Differenza tra Serc e Pec
Rispetto alla nostra PEC il servizio europeo richiede la garanzia dell’identificazione del destinatario prima della trasmissione dei dati e anche un elevato livello di sicurezza per l’identificazione del mittente. Per il resto PEC e SERC soddisfano i principi richiesti, tecnologicamente neutri, di data e ora dell’invio e ricezione e di integrità della trasmissione.
Alcuni anni fa l’ente di standardizzazione europeo ETSI aveva standardizzato la REM (Registered Electronic Mail) in modo molto simile alla PEC senza però, ovviamente, tenere in conto i requisiti eIDAS perché stabiliti successivamente.

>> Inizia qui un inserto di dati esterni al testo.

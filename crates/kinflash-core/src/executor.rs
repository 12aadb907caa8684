//! Flash command executor
//!
//! Every flash command goes through [`CommandExecutor::execute`]. A command
//! moves through these states:
//!
//! - **Idle**: CCIF is set, no command in flight. Anything else is rejected
//!   with [`Error::Busy`]; commands are never queued.
//! - **Loading**: stale ACCERR/FPVIOL flags are cleared and the FCCOB
//!   quartets the command uses are written.
//! - **Launching**: writing 1 to CCIF starts the command.
//! - **Busy**: FSTAT is polled until CCIF is set again, up to a ceiling.
//! - **Completed**: ACCERR, FPVIOL and MGSTAT0 decide the result.
//!
//! While a command runs the flash array cannot be read. Code that executes
//! from the same bank must not run until the command completes; enable the
//! `ramfunc` feature to place the launch/poll loop in the `.ramfunc` section.

use crate::error::{Error, Result};
use crate::fccob::{Command, CommandBlock};
use crate::hardware::FlashHardware;
use crate::regs::{FstatFlags, FCCOB_QUARTETS, REG_FSTAT};

/// Drives the FTFx command interface through an owned hardware handle
pub struct CommandExecutor<H> {
    hw: H,
    /// FSTAT error flags seen at the end of the last command
    last_flags: FstatFlags,
}

impl<H: FlashHardware> CommandExecutor<H> {
    /// Take ownership of the hardware handle
    pub fn new(hw: H) -> Self {
        Self {
            hw,
            last_flags: FstatFlags::empty(),
        }
    }

    /// Current FSTAT value
    pub fn fstat(&mut self) -> FstatFlags {
        FstatFlags::from_bits_retain(self.hw.read_reg8(REG_FSTAT))
    }

    /// Returns true if no command is in flight
    pub fn is_idle(&mut self) -> bool {
        self.fstat().contains(FstatFlags::CCIF)
    }

    /// Poll FSTAT until CCIF is set, at most `ceiling` times
    pub fn wait_idle(&mut self, ceiling: u32) -> bool {
        poll_ccif(&mut self.hw, ceiling).is_some()
    }

    /// Clear any pending ACCERR/FPVIOL/RDCOLERR flags
    pub fn clear_errors(&mut self) {
        let fstat = self.fstat();
        let pending = fstat & FstatFlags::W1C_ERRORS;
        if !pending.is_empty() {
            log::trace!("Clearing stale FSTAT flags {:?}", pending);
            self.hw.write_reg8(REG_FSTAT, pending.bits());
        }
    }

    /// Error flags reported by the last completed command
    ///
    /// This is a best-effort diagnostic; it is not updated for commands that
    /// were rejected before launch.
    pub fn last_error_flags(&self) -> FstatFlags {
        self.last_flags
    }

    /// Run one command to completion
    ///
    /// Returns the FCCOB registers as read back after completion, which hold
    /// the result of Read Once and Read Resource.
    pub fn execute(&mut self, cmd: &Command, ceiling: u32) -> Result<CommandBlock> {
        let addr = cmd.address().unwrap_or(0);

        // Idle
        if !self.is_idle() {
            log::warn!(
                "Flash controller busy, rejecting command {:#04x}",
                cmd.opcode()
            );
            return Err(Error::Busy);
        }

        // Loading
        let block = cmd.encode();
        self.clear_errors();
        for (offset, word) in FCCOB_QUARTETS
            .iter()
            .zip(block.words())
            .take(cmd.quartet_count())
        {
            self.hw.write_reg32(*offset, word);
        }
        log::debug!(
            "Launching flash command {:#04x} at 0x{:08X} ({:08X?})",
            cmd.opcode(),
            addr,
            &block.words()[..cmd.quartet_count()]
        );

        // Launching + Busy
        let fstat = match launch_and_wait(&mut self.hw, ceiling) {
            Some(fstat) => fstat,
            None => {
                log::error!(
                    "Flash command {:#04x} at 0x{:08X} did not complete within {} polls",
                    cmd.opcode(),
                    addr,
                    ceiling
                );
                return Err(Error::Timeout { addr });
            }
        };

        // Completed
        self.last_flags = fstat & FstatFlags::ANY_ERROR;
        if fstat.contains(FstatFlags::ACCERR) {
            log::debug!("Flash command {:#04x} failed: ACCERR", cmd.opcode());
            return Err(Error::AccessError { addr });
        }
        if fstat.contains(FstatFlags::FPVIOL) {
            log::debug!("Flash command {:#04x} failed: FPVIOL", cmd.opcode());
            return Err(Error::ProtectionViolation { addr });
        }
        if fstat.contains(FstatFlags::MGSTAT0) {
            log::debug!("Flash command {:#04x} failed: MGSTAT0", cmd.opcode());
            return Err(Error::CommandFailed { addr });
        }

        let mut result = CommandBlock::new();
        for (index, offset) in FCCOB_QUARTETS.iter().enumerate() {
            result.set_word(index, self.hw.read_reg32(*offset));
        }

        Ok(result)
    }

    /// Mutable access to the hardware handle
    pub fn hardware(&mut self) -> &mut H {
        &mut self.hw
    }

    /// Give back the hardware handle
    pub fn into_inner(self) -> H {
        self.hw
    }
}

/// Start the loaded command and wait for it to complete
///
/// Returns the final FSTAT, or None if CCIF did not come back within
/// `ceiling` polls.
#[cfg_attr(feature = "ramfunc", link_section = ".ramfunc")]
#[inline(never)]
fn launch_and_wait<H: FlashHardware>(hw: &mut H, ceiling: u32) -> Option<FstatFlags> {
    hw.write_reg8(REG_FSTAT, FstatFlags::CCIF.bits());
    poll_ccif(hw, ceiling)
}

#[cfg_attr(feature = "ramfunc", link_section = ".ramfunc")]
#[inline(never)]
fn poll_ccif<H: FlashHardware>(hw: &mut H, ceiling: u32) -> Option<FstatFlags> {
    for _ in 0..ceiling {
        let fstat = FstatFlags::from_bits_retain(hw.read_reg8(REG_FSTAT));
        if fstat.contains(FstatFlags::CCIF) {
            return Some(fstat);
        }
    }
    None
}

#[cfg(test)]
mod tests {
    use super::*;
    use crate::regs::REG_FCCOB3;

    /// Register file that completes every command after `latency` polls
    struct FakeRegs {
        regs: [u8; 0x18],
        latency: u32,
        remaining: u32,
        /// FSTAT error bits reported on completion
        result: u8,
        launches: u32,
    }

    impl FakeRegs {
        fn new(latency: u32) -> Self {
            let mut regs = [0; 0x18];
            regs[REG_FSTAT] = FstatFlags::CCIF.bits();
            Self {
                regs,
                latency,
                remaining: 0,
                result: 0,
                launches: 0,
            }
        }
    }

    impl FlashHardware for FakeRegs {
        fn read_reg8(&mut self, offset: usize) -> u8 {
            if offset == REG_FSTAT && self.remaining > 0 {
                self.remaining -= 1;
                if self.remaining == 0 {
                    self.regs[REG_FSTAT] |= FstatFlags::CCIF.bits() | self.result;
                }
            }
            self.regs[offset]
        }

        fn write_reg8(&mut self, offset: usize, value: u8) {
            if offset != REG_FSTAT {
                self.regs[offset] = value;
                return;
            }
            self.regs[REG_FSTAT] &= !(value & FstatFlags::W1C_ERRORS.bits());
            if value & FstatFlags::CCIF.bits() != 0 {
                self.launches += 1;
                self.regs[REG_FSTAT] &= !(FstatFlags::CCIF | FstatFlags::MGSTAT0).bits();
                self.remaining = self.latency;
            }
        }

        fn read_reg32(&mut self, offset: usize) -> u32 {
            let mut bytes = [0; 4];
            bytes.copy_from_slice(&self.regs[offset..offset + 4]);
            u32::from_le_bytes(bytes)
        }

        fn write_reg32(&mut self, offset: usize, value: u32) {
            self.regs[offset..offset + 4].copy_from_slice(&value.to_le_bytes());
        }

        fn read_flash(&mut self, _addr: u32, buf: &mut [u8]) {
            buf.fill(0xFF);
        }

        fn write_flexram(&mut self, _offset: u32, _data: &[u8]) {}
    }

    #[test]
    fn test_loads_quartets_and_launches() {
        let mut exec = CommandExecutor::new(FakeRegs::new(3));
        let cmd = Command::ProgramLongWord {
            addr: 0x1000,
            data: 0x1234_5678,
        };
        let block = exec.execute(&cmd, 10).unwrap();
        assert_eq!(block.words(), [0x0600_1000, 0x1234_5678, 0]);
        assert_eq!(exec.hardware().launches, 1);
        assert!(exec.last_error_flags().is_empty());
    }

    #[test]
    fn test_busy_rejects_without_launch() {
        let mut fake = FakeRegs::new(1);
        fake.regs[REG_FSTAT] = 0;
        let mut exec = CommandExecutor::new(fake);
        assert_eq!(
            exec.execute(&Command::EraseAllBlocks, 10),
            Err(Error::Busy)
        );
        assert_eq!(exec.hardware().launches, 0);
        assert_eq!(exec.hardware().read_reg32(REG_FCCOB3), 0);
    }

    #[test]
    fn test_poll_ceiling() {
        let mut exec = CommandExecutor::new(FakeRegs::new(50));
        let cmd = Command::EraseSector { addr: 0x800 };
        assert_eq!(
            exec.execute(&cmd, 10),
            Err(Error::Timeout { addr: 0x800 })
        );
        assert!(!exec.is_idle());
        assert!(exec.wait_idle(100));
    }

    #[test]
    fn test_error_flag_priority() {
        let mut fake = FakeRegs::new(1);
        fake.result = (FstatFlags::ACCERR | FstatFlags::MGSTAT0).bits();
        let mut exec = CommandExecutor::new(fake);
        let cmd = Command::EraseSector { addr: 0x2000 };
        assert_eq!(
            exec.execute(&cmd, 10),
            Err(Error::AccessError { addr: 0x2000 })
        );
        assert!(exec.last_error_flags().contains(FstatFlags::MGSTAT0));

        exec.hardware().result = FstatFlags::FPVIOL.bits();
        assert_eq!(
            exec.execute(&cmd, 10),
            Err(Error::ProtectionViolation { addr: 0x2000 })
        );

        exec.hardware().result = FstatFlags::MGSTAT0.bits();
        assert_eq!(
            exec.execute(&cmd, 10),
            Err(Error::CommandFailed { addr: 0x2000 })
        );
    }

    #[test]
    fn test_stale_errors_cleared_before_launch() {
        let mut fake = FakeRegs::new(1);
        fake.regs[REG_FSTAT] |= FstatFlags::ACCERR.bits();
        let mut exec = CommandExecutor::new(fake);
        assert!(exec.execute(&Command::EraseAllBlocks, 10).is_ok());
    }
}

Quindi ETSI per conto della Commissione UE ha iniziato una specifica attività di standardizzazione che dovrebbe portare a sette documenti. La pubblicazione degli standard è prevista per la fine di febbraio 2019. La piena operatività nell’ambito del Regolamento eIDAS si avrà solo con la referenza degli standard da parte della Commissione europea in uno specifico atto (presumibilmente una decisione di esecuzione).

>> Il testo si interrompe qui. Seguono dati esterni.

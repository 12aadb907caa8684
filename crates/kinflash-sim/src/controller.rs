//! Simulated FTFx flash memory module
//!
//! [`SimController`] models the register interface of an FTFL/FTFE module
//! closely enough to run the real driver against it:
//!
//! - FSTAT with CCIF handshake, write-one-to-clear error flags and a
//!   configurable number of busy polls per command
//! - FCCOB command decoding with ACCERR for malformed commands, FPVIOL for
//!   protected regions and MGSTAT0 for injected failures
//! - program flash that can only clear bits, erase sets bytes to 0xFF
//! - program-once records, FlexRAM and the program flash IFR

use kinflash_core::fccob::CommandBlock;
use kinflash_core::geometry::{Capabilities, MAX_ONCE_RECORD_SIZE, PROTECTION_REGIONS};
use kinflash_core::regs::*;
use kinflash_core::FlashHardware;

use crate::config::{FlexRamMode, SimConfig};

/// Size of the simulated register block
const REG_BLOCK_SIZE: usize = 0x18;

/// Size of the simulated program flash IFR
const IFR_SIZE: usize = 0x100;

/// Base address of the program flash IFR as seen by Read Resource
const IFR_BASE: u32 = 0x0080_0000;

/// FCNFG bits that software may write
const FCNFG_WRITABLE: u8 = 0xD0;

/// Simulated Kinetis flash controller
pub struct SimController {
    config: SimConfig,
    flash: Vec<u8>,
    once: Vec<[u8; MAX_ONCE_RECORD_SIZE]>,
    once_programmed: Vec<bool>,
    flexram: Vec<u8>,
    flexram_mode: FlexRamMode,
    ifr: [u8; IFR_SIZE],
    regs: [u8; REG_BLOCK_SIZE],
    /// FSTAT reads left before the command in flight completes
    busy_remaining: u32,
    /// FSTAT error bits the command in flight completes with
    pending: FstatFlags,
    hang: bool,
    fail_at: Option<u32>,
    command_log: Vec<u8>,
    register_writes: usize,
}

Questo atto della Commissione europea, seguente all’approvazione degli standard ETSI da parte degli Stati membri, determinerà l’obbligo per questi ultimi di applicare queste regole.
Il gruppo di lavoro ETSI ha già fornito una serie di informazioni sull’impostazione degli standard. Queste informazioni sono disponibili alla pagina internet referenziata di seguito.
Nell’ambito di questo gruppo di lavoro si è scelto di aggiornare le regole per la Registered Electronic Mail (REM) dando evidenza al fatto che i servizi elettronici di recapito certificato non sono solamente basati su meccanismi di posta elettronica.
Infatti gli standard riguardano anche sistemi di recapito non postali che hanno i web services come tecnologia di base mantenendo ovviamente le funzionalità stabilite nel Regolamento eIDAS.
Il lettore che vuole approfondire questi temi può consultare il seguente documento ETSI
Sul portale ETSI sono disponibili le prime bozze degli standard.
Serc e domicilio digitale
Ritornando alle vicende nazionali è opportuno ricordare che il decreto legislativo 217/2017 nella sua regolamentazione del domicilio digitale stabilisce che questo può essere realizzato sia tramite una casella di PEC, sia mediante un SERC qualificato.
In coordinamento con la circostanza che il Sistema Pubblico di Identità Digitale (SPID) ha iniziato il percorso verso l’identità europea possiamo ipotizzare che tramite la credenziale SPID si accede al servizio di PEC o al SERC qualificato e si ottiene un sistema ad alta affidabilità verso l’Europa.
In sede tecnica si può decidere di sostenere dei sistemi di interfaccia tra PEC e SERC (non sono complessi) ovvero di far migrare il sistema PEC verso quello SERC qualificato o non qualificato.
Naturalmente dovrà essere utilizzato il gruppo di standard di tipo postale.
Per la natura legislativa di un Regolamento europeo il valore legale di questi sistemi è a carico della legislazione nazionale quindi l’efficacia della PEC e, visto il CAD vigente, dei SERC qualificati è quella già nota (notifica a mezzo posta, domicilio digitale, ecc.) e potrà comunque essere aggiornata e integrata.
L’opinione di chi scrive è che si dovrebbe andare nella direzione tecnologica comunitaria eliminando i sistemi proprietari nazionali.
L’utilizzo dei SERC non basati su protocolli di posta elettronica sarà utile per quelle operazioni di trasferimento di dati, opponibile ai terzi, di dimensione elevata (decine di Megabyte).
Infatti uno dei motivi che rende “impopolare” la PEC è la difficoltà nella gestione di allegati “grandi”. La scelta di fare trasferimento dati con un sistema postale è stata particolare e i nuovi meccanismi comunitari sono utili per passare a protocolli di trasferimento più adeguati e efficienti senza perdere nulla in termini di efficacia probatoria e requisiti legali.